(Collected data)
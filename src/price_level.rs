//! Price Level - FIFO queue of resting orders at one price.
//!
//! Filled orders are not removed from the queue; a head cursor marks the
//! first live entry and everything before it is logically gone. The
//! consumed prefix is only dropped by `compact` or when an exhausted
//! level is reused.

use crate::arena::{OrderArena, OrderHandle};
use crate::order::{Fill, Order};

/// All resting orders at one exact price on one side.
///
/// Invariants: `head <= orders.len()`; every entry at or after `head` is
/// `Some` and refers to a live order at `price`; every entry before
/// `head` is `None`.
#[derive(Debug)]
pub struct PriceLevel {
    price: i32,
    orders: Vec<Option<OrderHandle>>,
    /// First still-live entry
    head: usize,
    /// False once `head` reaches the end of the queue
    active: bool,
    /// Remaining quantity across live entries
    total_qty: u64,
}

impl PriceLevel {
    /// Create a level holding a single order.
    pub fn new(price: i32, reserve: usize, handle: OrderHandle, qty: u32) -> Self {
        let mut orders = Vec::with_capacity(reserve.max(1));
        orders.push(Some(handle));
        Self {
            price,
            orders,
            head: 0,
            active: true,
            total_qty: qty as u64,
        }
    }

    #[inline]
    pub fn price(&self) -> i32 {
        self.price
    }

    #[inline]
    pub fn is_active(&self) -> bool {
        self.active
    }

    #[inline]
    pub fn head(&self) -> usize {
        self.head
    }

    /// Physical queue length, consumed prefix included
    #[inline]
    pub fn queue_len(&self) -> usize {
        self.orders.len()
    }

    /// Number of live orders
    #[inline]
    pub fn order_count(&self) -> usize {
        self.orders.len() - self.head
    }

    #[inline]
    pub fn total_qty(&self) -> u64 {
        self.total_qty
    }

    /// Append an order at the back of the queue and mark the level active.
    ///
    /// An exhausted level drops its consumed prefix first.
    pub fn push_back(&mut self, handle: OrderHandle, qty: u32) {
        if !self.active {
            self.orders.clear();
            self.head = 0;
        }
        self.orders.push(Some(handle));
        self.total_qty += qty as u64;
        self.active = true;
    }

    /// Match `taker` against this level in time priority.
    ///
    /// Walks from the head cursor, trading `min(taker, maker)` per entry.
    /// Makers reaching zero are released to the arena and the cursor moves
    /// past them. Stops when the taker is exhausted or the queue is.
    ///
    /// # Returns
    /// `true` if this call exhausted the level.
    pub fn match_against(
        &mut self,
        arena: &mut OrderArena,
        taker: &mut Order,
        fills: &mut Vec<Fill>,
    ) -> bool {
        while taker.quantity > 0 {
            let Some(entry) = self.orders.get_mut(self.head) else {
                break;
            };
            let Some(maker_handle) = entry.as_ref() else {
                // Unreachable under the level invariant; skip rather than stall
                self.head += 1;
                continue;
            };

            let maker = arena.get_mut(maker_handle);
            let traded = taker.quantity.min(maker.quantity);
            taker.quantity -= traded;
            maker.quantity -= traded;
            let maker_id = maker.id;
            let maker_done = maker.quantity == 0;

            self.total_qty -= traded as u64;
            fills.push(Fill {
                taker_id: taker.id,
                maker_id,
                price: self.price,
                quantity: traded,
                taker_side: taker.side,
            });

            if maker_done {
                if let Some(handle) = entry.take() {
                    arena.deallocate(handle);
                }
                self.head += 1;
            }
        }

        if self.active && self.head >= self.orders.len() {
            self.active = false;
            return true;
        }
        false
    }

    /// Drop the consumed prefix so `head` returns to 0.
    pub fn compact(&mut self) {
        if self.head > 0 {
            self.orders.drain(..self.head);
            self.head = 0;
        }
    }

    /// Iterate over live orders in time priority.
    pub fn iter<'a>(&'a self, arena: &'a OrderArena) -> impl Iterator<Item = &'a Order> + 'a {
        self.orders[self.head..]
            .iter()
            .flatten()
            .map(move |handle| arena.get(handle))
    }

    /// Release every live order back to the arena and empty the level.
    pub fn release_all(&mut self, arena: &mut OrderArena) {
        for handle in self.orders.drain(..).flatten() {
            arena.deallocate(handle);
        }
        self.head = 0;
        self.total_qty = 0;
        self.active = false;
    }
}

▶ [Work instruction]:
Filter the records above for "entry" and copy every matching line.

▶ [Output]:
//! first live entry and everything before it is logically gone. The
/// Invariants: `head <= orders.len()`; every entry at or after `head` is
/// `Some` and refers to a live order at `price`; every entry before
    /// First still-live entry
    /// Walks from the head cursor, trading `min(taker, maker)` per entry.
            let Some(entry) = self.orders.get_mut(self.head) else {
            let Some(maker_handle) = entry.as_ref() else {
                if let Some(handle) = entry.take() {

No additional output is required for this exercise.